Elle avait pourtant si chaud, elle avait la sensation que son corps entier était en feu, sa tête tournait et vrombissait comme si on la tabassait de coups de marteau, mais le froid l'atteignait toujours avec la même lancinance. Les flammes brûlantes que générait en elle l'effort considérable qu'elle devait fournir pour poursuivre sa course effrénée se mêlaient à celles créées par l'adrénaline qui affluait dans ses veines, tandis que l'effroi, lui, la gelait de l'intérieur. Cette fluctuation de sa température interne tiraillait tout son être d'une contradiction à l'autre, mais elle ne laissa pas cela la déstabiliser et jamais elle ne diminua le rythme de ses foulées.

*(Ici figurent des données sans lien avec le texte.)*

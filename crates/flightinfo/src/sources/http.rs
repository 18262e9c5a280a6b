//! HTTP client abstraction for testability.

use std::future::Future;
use std::time::Duration;

use serde::de::DeserializeOwned;
use tracing::{debug, trace, warn};

use super::FailureCause;
use crate::error::{Error, Result};

/// User-Agent sent with every request.
const USER_AGENT: &str = concat!("flightinfo/", env!("CARGO_PKG_VERSION"));

/// Status line and body of an HTTP response.
#[derive(Debug, Clone, PartialEq, Eq)]
pub struct HttpResponse {
    /// HTTP status code.
    pub status: u16,
    /// Raw response body.
    pub body: Vec<u8>,
}

impl HttpResponse {
    /// Build a response from a status and body.
    #[must_use]
    pub fn new(status: u16, body: impl Into<Vec<u8>>) -> Self {
        Self {
            status,
            body: body.into(),
        }
    }

    /// Whether the status is 2xx.
    #[must_use]
    pub fn is_success(&self) -> bool {
        (200..300).contains(&self.status)
    }

    /// Whether the body is empty or only whitespace.
    #[must_use]
    pub fn is_blank(&self) -> bool {
        self.body.iter().all(u8::is_ascii_whitespace)
    }

    /// Decode the body as JSON.
    ///
    /// # Errors
    ///
    /// Returns [`FailureCause::Parse`] if the body does not match `T`.
    pub fn json<T: DeserializeOwned>(&self) -> std::result::Result<T, FailureCause> {
        serde_json::from_slice(&self.body).map_err(|e| FailureCause::Parse(e.to_string()))
    }
}

/// Trait for asynchronous HTTP GET requests.
///
/// Implementations report transport problems as [`FailureCause`]; status
/// handling is left to the caller so adapters can tell "not found" apart
/// from a failure.
pub trait HttpClient: Send + Sync {
    /// Performs an HTTP GET request.
    ///
    /// # Arguments
    ///
    /// * `url` - The URL to request
    /// * `query` - Query string parameters
    /// * `headers` - Slice of (header_name, header_value) tuples
    fn get(
        &self,
        url: &str,
        query: &[(&str, &str)],
        headers: &[(&str, &str)],
    ) -> impl Future<Output = std::result::Result<HttpResponse, FailureCause>> + Send;
}

/// HTTP client implementation using reqwest.
#[derive(Debug, Clone)]
pub struct ReqwestClient {
    client: reqwest::Client,
    timeout: Duration,
}

impl ReqwestClient {
    /// Creates a new client whose requests give up after `timeout`.
    ///
    /// # Errors
    ///
    /// Returns [`Error::HttpClient`] if the underlying client cannot be built.
    pub fn new(timeout: Duration) -> Result<Self> {
        let client = reqwest::Client::builder()
            .timeout(timeout)
            .user_agent(USER_AGENT)
            .build()
            .map_err(|e| Error::HttpClient(e.to_string()))?;

        Ok(Self { client, timeout })
    }
}

impl HttpClient for ReqwestClient {
    async fn get(
        &self,
        url: &str,
        query: &[(&str, &str)],
        headers: &[(&str, &str)],
    ) -> std::result::Result<HttpResponse, FailureCause> {
        trace!(url = url, "HTTP GET request starting");

        let mut request = self.client.get(url).query(query);
        for (name, value) in headers {
            request = request.header(*name, *value);
        }

        let response = match request.send().await {
            Ok(resp) => {
                debug!(
                    url = url,
                    status = resp.status().as_u16(),
                    "HTTP response received"
                );
                resp
            }
            Err(e) => {
                warn!(
                    url = url,
                    error = %e,
                    is_connect = e.is_connect(),
                    is_timeout = e.is_timeout(),
                    "HTTP request failed"
                );
                if e.is_timeout() {
                    return Err(FailureCause::Timeout(self.timeout));
                }
                return Err(FailureCause::Network(format!("request failed: {e}")));
            }
        };

        let status = response.status().as_u16();
        match response.bytes().await {
            Ok(bytes) => {
                trace!(url = url, bytes = bytes.len(), "HTTP response body read");
                Ok(HttpResponse::new(status, bytes.to_vec()))
            }
            Err(e) => {
                warn!(url = url, error = %e, "Failed to read response body");
                Err(FailureCause::Network(format!("failed to read response: {e}")))
            }
        }
    }
}

#[cfg(test)]
mod tests {
    use super::*;
    use crate::sources::testing::MockHttpClient;

    #[test]
    fn test_response_is_success() {
        assert!(HttpResponse::new(200, "").is_success());
        assert!(HttpResponse::new(204, "").is_success());
        assert!(!HttpResponse::new(404, "").is_success());
        assert!(!HttpResponse::new(503, "").is_success());
    }

    #[test]
    fn test_response_is_blank() {
        assert!(HttpResponse::new(204, "").is_blank());
        assert!(HttpResponse::new(200, " \n").is_blank());
        assert!(!HttpResponse::new(200, "[]").is_blank());
    }

    #[test]
    fn test_response_json() {
        let response = HttpResponse::new(200, r#"{"a": 1}"#);
        let value: serde_json::Value = response.json().unwrap();
        assert_eq!(value["a"], 1);

        let bad = HttpResponse::new(200, "<html>");
        let result: std::result::Result<serde_json::Value, _> = bad.json();
        assert!(matches!(result, Err(FailureCause::Parse(_))));
    }

    #[test]
    fn test_client_builds() {
        assert!(ReqwestClient::new(Duration::from_secs(5)).is_ok());
    }

    #[tokio::test]
    async fn test_mock_client_records_requests() {
        let mock = MockHttpClient::ok(200, "{}");
        let response = mock
            .get("http://example.com/x", &[("q", "1")], &[])
            .await
            .unwrap();
        assert_eq!(response.status, 200);
        assert_eq!(mock.requests(), vec!["http://example.com/x?q=1".to_string()]);
    }

    #[tokio::test]
    async fn test_mock_client_error() {
        let mock = MockHttpClient::failing(FailureCause::Network("refused".to_string()));
        let result = mock.get("http://example.com", &[], &[]).await;
        assert!(matches!(result, Err(FailureCause::Network(_))));
    }
}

Elle s'arrêta brusquement, une tache noire au loin attirant son attention. Elle plissa les yeux pour leur permettre de percer la brume qui flottait dans l'air, et les contours qu'elle distinguait se précisèrent pour prendre la forme d'une silhouette humanoïde étalée au sol à quelques mètres d'elle, entre deux troncs. La panique l'envahit et elle se rua en avant, la peur au ventre. Elle refusa de confirmer la supposition qui dévorait son esprit jusqu'à la dernière seconde, jusqu'à ce qu'elle ne puisse plus nier l'évidence.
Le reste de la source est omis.